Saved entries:
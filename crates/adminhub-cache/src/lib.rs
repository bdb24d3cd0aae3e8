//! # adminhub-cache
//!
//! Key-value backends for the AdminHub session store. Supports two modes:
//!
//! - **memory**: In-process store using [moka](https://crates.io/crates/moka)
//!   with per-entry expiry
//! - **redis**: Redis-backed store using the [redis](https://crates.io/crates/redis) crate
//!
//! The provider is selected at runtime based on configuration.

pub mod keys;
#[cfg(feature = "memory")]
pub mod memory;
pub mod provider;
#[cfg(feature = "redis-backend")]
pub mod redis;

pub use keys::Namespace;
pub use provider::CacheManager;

→ Work instruction
Repeat every entry exactly as written above.

→ Exercise result
filename crates/adminhub-cache/src/lib.rs
repository bdb24d3cd0aae3e8
//! # adminhub-cache
//!
//! Key-value backends for the AdminHub session store. Supports two modes:
//!
//! - **memory**: In-process store using [moka](https://crates.io/crates/moka)
//!   with per-entry expiry
//! - **redis**: Redis-backed store using the [redis](https://crates.io/crates/redis) crate
//!
//! The provider is selected at runtime based on configuration.

pub mod keys;
#[cfg(feature = "memory")]
pub mod memory;
pub mod provider;
#[cfg(feature = "redis-backend")]
pub mod redis;

pub use keys::Namespace;
pub use provider::CacheManager;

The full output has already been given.